## Creating the dataset

We used the "Realtor" website for our research. We decided to explore and exemine what affects the price of a house.

As we started the exploration and to the finding of the final website, we came across a lot of Real Estate websites that would't allow to pull their data of the house listing. Some blocked us, others had a limit on the data that could be pulled.

Thus, we've decided to "trick" the website.

The content of the website is not static - it is dynamically rendered by sending a POST request to the API Realtor.com. The response of the request is then returns the Data of the Website in a JSON Formatted string. 

The trick is to “fake” the POST request in our Python script, pretending that we are the Website that is requesting the data from the API.

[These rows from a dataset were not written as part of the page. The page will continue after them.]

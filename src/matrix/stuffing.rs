//! Matrix stuffing: places lowered expressions into the global `A` and `b`.
//!
//! Each root's [`LinExpr`] lives in local coordinates (row `r` of its own
//! flattened output, column `c` of one variable). Stuffing shifts rows by the
//! root's offset and columns by the variable's first column, then collects the
//! triplets. Entries hitting the same (row, col) are summed when the matrix is
//! finalized, never overwritten.

use nalgebra_sparse::CscMatrix;

use super::index::IdToCol;
use crate::canon::LinExpr;
use crate::error::Result;
use crate::problem::ProblemData;
use crate::sparse::{csc_from_triplets, csc_prune};

/// Accumulator for the triplet stream and constant vector.
#[derive(Debug, Default)]
pub struct Stuffing {
    a_rows: Vec<usize>,
    a_cols: Vec<usize>,
    a_vals: Vec<f64>,
    b: Vec<f64>,
}

impl Stuffing {
    /// Create an empty accumulator.
    pub fn new() -> Self {
        Self::default()
    }

    /// Stuff one lowered root expression starting at `row_offset`.
    ///
    /// The LinExpr represents: expr = sum_i(A_i * x_i) + constant.
    /// Coefficients go to `A` as-is and the constant is added into `b`, so
    /// the result evaluates as `A*x + b`.
    pub fn stuff(
        &mut self,
        expr: &LinExpr,
        id_to_col: &IdToCol,
        expr_index: usize,
        row_offset: usize,
    ) -> Result<()> {
        for (var_id, coeff) in &expr.coeffs {
            let col_start = id_to_col.resolve_column(*var_id, expr_index)?;
            for (row, col, val) in coeff.triplet_iter() {
                self.a_rows.push(row_offset + row);
                self.a_cols.push(col_start + col);
                self.a_vals.push(*val);
            }
        }

        let end = row_offset + expr.size();
        if self.b.len() < end {
            self.b.resize(end, 0.0);
        }
        for (i, val) in expr.constant.iter().enumerate() {
            self.b[row_offset + i] += *val;
        }
        Ok(())
    }

    /// Rows touched so far.
    pub fn rows(&self) -> usize {
        self.b.len()
    }

    /// Number of triplets collected so far (before summing duplicates).
    pub fn triplet_count(&self) -> usize {
        self.a_vals.len()
    }

    /// Sum duplicates, drop entries with magnitude at most `zero_tol`, and
    /// produce the final problem data with `ncols` columns.
    pub fn finish(self, ncols: usize, zero_tol: f64) -> ProblemData {
        let nrows = self.b.len();
        debug_assert!(
            self.a_rows.iter().all(|&r| r < nrows),
            "stuffed row outside the {} rows of b",
            nrows
        );
        debug_assert!(
            self.a_cols.iter().all(|&c| c < ncols),
            "stuffed column outside the {} columns of A",
            ncols
        );
        let a: CscMatrix<f64> = csc_from_triplets(nrows, ncols, self.a_rows, self.a_cols, self.a_vals);
        ProblemData {
            a: csc_prune(&a, zero_tol),
            b: self.b,
        }
    }
}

After we searched for the desired state, (in our project it was New York) we pushed the F12 button on the keyboard --> clicked on “Network” --> “Fetch/XHR” - we can see which requests the Website is sending when someone is accessing it.

When clicking on the “Response” tab, we can see that the response to the request is the data of the real estate listings that are displayed on the web page.

With POST requests it is necessary to send a request payload to specify what data we want to retrieve. 

We found out to which URL we have to send our Request and which payload we need to send along with the Request. Then we looped over the list that contains the JSON Data of each page and extracted the data.

The “json_data” variable contains a list of the real estate listings and our goal was to extract the desired information from it. We looped over each item and created a feature dictionary that we appended to a list to create a Pandas DataFrame.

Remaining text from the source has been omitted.